For more information about depositing in TMU Dataverse, please contact Nora Mulvaney, Research Data Management Librarian: nmulvaney@torontomu.ca 
 

  1. Create an Account
    1. To get started, you’ll need to create a Borealis account. Click on “Sign Up” on the Borealis login page: 
    2. Create your account with your TMU email address:
    3. Read and agree to the Borealis “General Terms of Use” and click on “Create Account”. Note: the Terms of Use contain a section on “Sensitive and Confidential Data”, which you should read carefully. 
  2. Login to your Account
    1. Once you’ve created your account, you’ll be able to login with your TMU email address as your username and your password. Note: TMU does not currently have single-sign on functionality, so you’ll need to click on “Institution not listed?”
  3. Deposit a Dataset
    1. To deposit a dataset, click on “+ Add Data” and then “New Dataset”
    2. Select a Dataset Template to choose a license for your dataset. More information about the Creative Commons licenses can be found here or please contact the RDM Librarian. 
    3. Select the Files you want to add to your dataset and click on “Save Dataset”. This saves the dataset in Draft form, but it is not yet published or publicly visible. 
    4. You can edit elements of your dataset at any time using the Files, Metadata, and Terms (license and use permissions) tabs at the bottom of the page.
    5. Files can be Restricted or embargoed so they are available only on request. If you are interested in doing this, please contact the RDM Librarian. 
  4. Submit Dataset for Review
    1. Once you're happy with the dataset, click on “Submit for Review”. The draft dataset will then be reviewed by the RDM Librarian who may reach out to you with additional questions regarding the dataset or metadata. 
    2. Once the dataset has been published by the RDM Librarian, a DOI will be assigned to permanently identify it and you will receive an email. 

 

FAIR Data Principles

The FAIR principles are a framework for ensuring that data collected by researchers across all disciplines and fields meet specific standards to promote open science, and enhance the reusability of data. They were first published in Scientific Data in 2016: "FAIR Guiding Principles for scientific data management and stewardship"

The following description of the FAIR principles is taken directly from https://www.go-fair.org/fair-principles/ 

Findability: The first step in (re)using data is to find them. Metadata (the description of the data) and data should be easy to find for both humans and computers. This means assigned a persistent identifier (PID) to the data/dataset (usually in the form of a digital object identifer, or DOI). Identifiers consist of an internet link (e.g., a URL that resolves to a web page where the data are located). Identifiers will help others to properly cite your work when reusing your data.
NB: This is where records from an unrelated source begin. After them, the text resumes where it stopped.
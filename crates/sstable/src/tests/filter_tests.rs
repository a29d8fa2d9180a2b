use std::sync::Arc;

use coding::{get_length_prefixed_slice, put_length_prefixed_slice};
use common::FilterPolicy;

use crate::filter_block::{FilterBlockBuilder, FilterBlockReader};

/// Deterministic filter for tests: stores every key verbatim, matches
/// exactly. No false positives, so assertions can be strict.
struct ExactFilterPolicy;

impl FilterPolicy for ExactFilterPolicy {
    fn name(&self) -> &'static str {
        "test.ExactFilter"
    }

    fn create_filter(&self, keys: &[&[u8]], dst: &mut Vec<u8>) {
        for key in keys {
            put_length_prefixed_slice(dst, key);
        }
    }

    fn key_may_match(&self, key: &[u8], filter: &[u8]) -> bool {
        let mut input = filter;
        while let Some(stored) = get_length_prefixed_slice(&mut input) {
            if stored == key {
                return true;
            }
        }
        false
    }
}

fn policy() -> Arc<dyn FilterPolicy> {
    Arc::new(ExactFilterPolicy)
}

#[test]
fn empty_builder_produces_trailer_only() {
    let mut builder = FilterBlockBuilder::new(policy());
    let contents = builder.finish().to_vec();
    // array_offset(0) + base_lg; no filters at all.
    assert_eq!(contents, vec![0, 0, 0, 0, 11]);

    let reader = FilterBlockReader::new(policy(), contents);
    // No filters to consult: must err toward "may match".
    assert!(reader.key_may_match(0, b"foo"));
    assert!(reader.key_may_match(100_000, b"foo"));
}

#[test]
fn single_chunk_no_false_negatives() {
    let mut builder = FilterBlockBuilder::new(policy());
    builder.start_block(100);
    builder.add_key(b"foo");
    builder.add_key(b"bar");
    builder.add_key(b"box");
    builder.start_block(200);
    builder.add_key(b"box");
    builder.start_block(300);
    builder.add_key(b"hello");
    let contents = builder.finish().to_vec();

    let reader = FilterBlockReader::new(policy(), contents);
    // Offsets 100..300 all land in filter index 0 (base 2048).
    assert!(reader.key_may_match(100, b"foo"));
    assert!(reader.key_may_match(100, b"bar"));
    assert!(reader.key_may_match(100, b"box"));
    assert!(reader.key_may_match(100, b"hello"));
    assert!(!reader.key_may_match(100, b"missing"));
    assert!(!reader.key_may_match(100, b"other"));
}

#[test]
fn multi_chunk_ranges_are_independent() {
    let mut builder = FilterBlockBuilder::new(policy());

    // First filter range: blocks at offsets 0 and 512.
    builder.start_block(0);
    builder.add_key(b"first");
    builder.start_block(512);
    builder.add_key(b"second");

    // Second filter range.
    builder.start_block(3000);
    builder.add_key(b"third");

    // Range 4..5: two empty ranges are skipped in between.
    builder.start_block(9000);
    builder.add_key(b"fourth");

    let contents = builder.finish().to_vec();
    let reader = FilterBlockReader::new(policy(), contents);

    assert!(reader.key_may_match(0, b"first"));
    assert!(reader.key_may_match(512, b"second"));
    assert!(!reader.key_may_match(0, b"third"));
    assert!(!reader.key_may_match(0, b"fourth"));

    assert!(reader.key_may_match(3000, b"third"));
    assert!(!reader.key_may_match(3000, b"first"));
    assert!(!reader.key_may_match(3000, b"fourth"));

    assert!(reader.key_may_match(9000, b"fourth"));
    assert!(!reader.key_may_match(9000, b"first"));

    // The skipped ranges hold no keys: authoritative no-match.
    assert!(!reader.key_may_match(4100, b"first"));
    assert!(!reader.key_may_match(6200, b"third"));
}

#[test]
fn out_of_range_offset_may_match() {
    let mut builder = FilterBlockBuilder::new(policy());
    builder.start_block(0);
    builder.add_key(b"only");
    let contents = builder.finish().to_vec();

    let reader = FilterBlockReader::new(policy(), contents);
    assert!(reader.key_may_match(0, b"only"));
    // Offset far past every emitted filter: advisory "may match".
    assert!(reader.key_may_match(1 << 30, b"anything"));
}

#[test]
fn malformed_block_may_match() {
    let reader = FilterBlockReader::new(policy(), Vec::new());
    assert!(reader.key_may_match(0, b"k"));

    // array_offset pointing past the buffer.
    let reader = FilterBlockReader::new(policy(), vec![0xff, 0xff, 0xff, 0xff, 11]);
    assert!(reader.key_may_match(0, b"k"));
}

#[test]
fn bloom_backed_filter_block() {
    let policy: Arc<dyn FilterPolicy> = Arc::new(bloom::BloomFilterPolicy::new(10));
    let mut builder = FilterBlockBuilder::new(Arc::clone(&policy));
    builder.start_block(0);
    let keys: Vec<Vec<u8>> = (0..100u32).map(|i| format!("key{i}").into_bytes()).collect();
    for key in &keys {
        builder.add_key(key);
    }
    let contents = builder.finish().to_vec();

    let reader = FilterBlockReader::new(policy, contents);
    for key in &keys {
        assert!(reader.key_may_match(0, key), "false negative for {key:?}");
    }
}
//! Index-then-data iterator composition.
//!
//! The first level iterates an index whose values encode block handles;
//! the second level iterates the data block each handle addresses. Data
//! iterators are created on demand through an injected block function so
//! this layer stays ignorant of caching, filters, and file layout.

use common::{Iter, Result};

use crate::iter::IterWrapper;

/// Turns an encoded index value into an iterator over its data block.
/// Errors are surfaced through the returned iterator's status.
pub type BlockFunction = Box<dyn Fn(&[u8]) -> Box<dyn Iter>>;

pub struct TwoLevelIter {
    block_function: BlockFunction,
    index_iter: IterWrapper,
    data_iter: IterWrapper,
    /// Encoded handle of the block `data_iter` currently covers, used to
    /// skip reloading when consecutive seeks hit the same block.
    data_block_handle: Vec<u8>,
    status: Result<()>,
}

impl TwoLevelIter {
    #[must_use]
    pub fn new(index_iter: Box<dyn Iter>, block_function: BlockFunction) -> TwoLevelIter {
        TwoLevelIter {
            block_function,
            index_iter: IterWrapper::new(Some(index_iter)),
            data_iter: IterWrapper::new(None),
            data_block_handle: Vec::new(),
            status: Ok(()),
        }
    }

    fn save_error(&mut self, result: Result<()>) {
        if self.status.is_ok() {
            if let Err(e) = result {
                self.status = Err(e);
            }
        }
    }

    fn set_data_iter(&mut self, iter: Option<Box<dyn Iter>>) {
        // An error in the outgoing iterator would be lost with it; latch
        // it first.
        let outgoing = self.data_iter.status();
        self.save_error(outgoing);
        self.data_iter.set(iter);
    }

    fn init_data_block(&mut self) {
        if !self.index_iter.valid() {
            self.set_data_iter(None);
            return;
        }
        let handle = self.index_iter.value();
        if self.data_iter.is_set() && handle == self.data_block_handle.as_slice() {
            // data_iter already covers this block.
            return;
        }
        let handle = handle.to_vec();
        let iter = (self.block_function)(&handle);
        self.data_block_handle = handle;
        self.set_data_iter(Some(iter));
    }

    /// Blocks may be empty or fail to load; walk the index forward until
    /// the data iterator lands somewhere valid or the index runs out.
    fn skip_empty_data_blocks_forward(&mut self) {
        while !self.data_iter.is_set() || !self.data_iter.valid() {
            if !self.index_iter.valid() {
                self.set_data_iter(None);
                return;
            }
            self.index_iter.next();
            self.init_data_block();
            if self.data_iter.is_set() {
                self.data_iter.seek_to_first();
            }
        }
    }

    fn skip_empty_data_blocks_backward(&mut self) {
        while !self.data_iter.is_set() || !self.data_iter.valid() {
            if !self.index_iter.valid() {
                self.set_data_iter(None);
                return;
            }
            self.index_iter.prev();
            self.init_data_block();
            if self.data_iter.is_set() {
                self.data_iter.seek_to_last();
            }
        }
    }
}

impl Iter for TwoLevelIter {
    fn valid(&self) -> bool {
        self.data_iter.valid()
    }

    fn seek(&mut self, target: &[u8]) {
        self.index_iter.seek(target);
        self.init_data_block();
        if self.data_iter.is_set() {
            self.data_iter.seek(target);
        }
        self.skip_empty_data_blocks_forward();
    }

    fn seek_to_first(&mut self) {
        self.index_iter.seek_to_first();
        self.init_data_block();
        if self.data_iter.is_set() {
            self.data_iter.seek_to_first();
        }
        self.skip_empty_data_blocks_forward();
    }

    fn seek_to_last(&mut self) {
        self.index_iter.seek_to_last();
        self.init_data_block();
        if self.data_iter.is_set() {
            self.data_iter.seek_to_last();
        }
        self.skip_empty_data_blocks_backward();
    }

    fn next(&mut self) {
        debug_assert!(self.valid());
        self.data_iter.next();
        self.skip_empty_data_blocks_forward();
    }

    fn prev(&mut self) {
        debug_assert!(self.valid());
        self.data_iter.prev();
        self.skip_empty_data_blocks_backward();
    }

    fn key(&self) -> &[u8] {
        debug_assert!(self.valid());
        self.data_iter.key()
    }

    fn value(&self) -> &[u8] {
        debug_assert!(self.valid());
        self.data_iter.value()
    }

    fn status(&self) -> Result<()> {
        self.index_iter.status()?;
        self.data_iter.status()?;
        self.status.clone()
    }
}
use coding::{encode_varint32, put_fixed64};

/// Monotonic sequence number identifying a write; 56 usable bits.
pub type SequenceNumber = u64;

/// Largest representable sequence number. The low 8 bits of the packed
/// tag hold the operation type, leaving 56 for the sequence.
pub const MAX_SEQUENCE_NUMBER: SequenceNumber = (1 << 56) - 1;

/// Operation tag stored in the low byte of an internal key's trailer.
#[derive(Debug, Clone, Copy, PartialEq, Eq, PartialOrd, Ord)]
#[repr(u8)]
pub enum ValueType {
    /// Tombstone: the key was deleted at this sequence number.
    Deletion = 0,
    /// Regular value write.
    Value = 1,
}

/// The type used when constructing a key for seeking to a particular
/// sequence number. Internal keys with the same user key sort by
/// decreasing tag, so the seek sentinel must be the highest-numbered
/// type, not the lowest.
pub const TYPE_FOR_SEEK: ValueType = ValueType::Value;

impl ValueType {
    /// Decodes the low byte of a tag. `None` for unknown type codes
    /// (corrupt data).
    #[must_use]
    pub fn from_u8(v: u8) -> Option<ValueType> {
        match v {
            0 => Some(ValueType::Deletion),
            1 => Some(ValueType::Value),
            _ => None,
        }
    }
}

/// Packs a sequence number and operation type into the 8-byte trailer.
///
/// # Panics
///
/// Panics in debug builds if `seq` exceeds [`MAX_SEQUENCE_NUMBER`].
#[must_use]
pub fn pack_sequence_and_type(seq: SequenceNumber, t: ValueType) -> u64 {
    debug_assert!(seq <= MAX_SEQUENCE_NUMBER);
    debug_assert!(t <= TYPE_FOR_SEEK);
    (seq << 8) | u64::from(t as u8)
}

/// Appends the internal-key form `user_key | fixed64(tag)` to `dst`.
pub fn append_internal_key(dst: &mut Vec<u8>, user_key: &[u8], seq: SequenceNumber, t: ValueType) {
    dst.extend_from_slice(user_key);
    put_fixed64(dst, pack_sequence_and_type(seq, t));
}

/// Returns the user-key portion of an internal key (everything except
/// the trailing 8-byte tag).
///
/// # Panics
///
/// Panics in debug builds if `internal_key` is shorter than 8 bytes.
#[must_use]
pub fn extract_user_key(internal_key: &[u8]) -> &[u8] {
    debug_assert!(internal_key.len() >= 8);
    &internal_key[..internal_key.len() - 8]
}

/// A user key plus snapshot sequence, encoded once and viewed three ways.
///
/// The single backing buffer holds:
///
/// ```text
/// varint32(klength)          <- memtable_key starts here
/// user_key bytes             <- internal_key / user_key start here
/// fixed64(tag)
/// ```
///
/// so the memtable key, the internal key, and the bare user key are all
/// subslices of one allocation.
pub struct LookupKey {
    buf: Vec<u8>,
    // Offset of the user key within buf (just past the varint prefix).
    kstart: usize,
}

impl LookupKey {
    /// Builds a lookup key for `user_key` as of snapshot `sequence`.
    ///
    /// The tag uses [`TYPE_FOR_SEEK`] so a seek lands at-or-before the
    /// first entry with sequence <= `sequence` for this user key.
    #[must_use]
    pub fn new(user_key: &[u8], sequence: SequenceNumber) -> LookupKey {
        let klen = user_key.len();
        // varint prefix (<= 5) + user key + 8-byte tag.
        let mut buf = Vec::with_capacity(klen + 13);
        encode_varint32(&mut buf, (klen + 8) as u32);
        let kstart = buf.len();
        buf.extend_from_slice(user_key);
        put_fixed64(&mut buf, pack_sequence_and_type(sequence, TYPE_FOR_SEEK));
        LookupKey { buf, kstart }
    }

    /// The full length-prefixed form, suitable for seeking a memtable.
    #[must_use]
    pub fn memtable_key(&self) -> &[u8] {
        &self.buf
    }

    /// The internal key alone, suitable for internal iterators and tables.
    #[must_use]
    pub fn internal_key(&self) -> &[u8] {
        &self.buf[self.kstart..]
    }

    /// The bare user key.
    #[must_use]
    pub fn user_key(&self) -> &[u8] {
        &self.buf[self.kstart..self.buf.len() - 8]
    }
}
Accessibility: Once the user finds the required data, they need to know how can they be accessed, possibly including authentication and authorisation. This does not mean that data should be open, necessarily. There are many reasons to restrict access to data (e.g. the data contain personally identifiable information (PII), are proprietary/licensed as intellectual property (IP), or contain other sensitive information). Accessibility essentially means that it should be clear under what conditions access is allowed. The rule with accessibility can be distilled to: "As Open as Possible, as Closed as Necessary"

Interoperable: Interoperability refers to the ease by which data can be integrated with other/new data. In practice, storing data in open formats makes it easier to later integrate new data. On the other hand, storing data in proprietary formats hinders this effort. In addition, the data need to interoperate with applications or workflows for analysis, storage, and processing. This means that when possible, it's best practice to use standardized vocabularies/variable labels/terms.

Reusable: The ultimate goal of FAIR is to optimise the reuse of data. To achieve this, metadata and data should be well-described so that they can be replicated and/or combined in different settings. In practice, this involves creating a README file with details on how to clean, transform, or manage the data, if applicable. This also involves applying a license to let others know if the data are public domain or if copyright is retained to some degree or completely.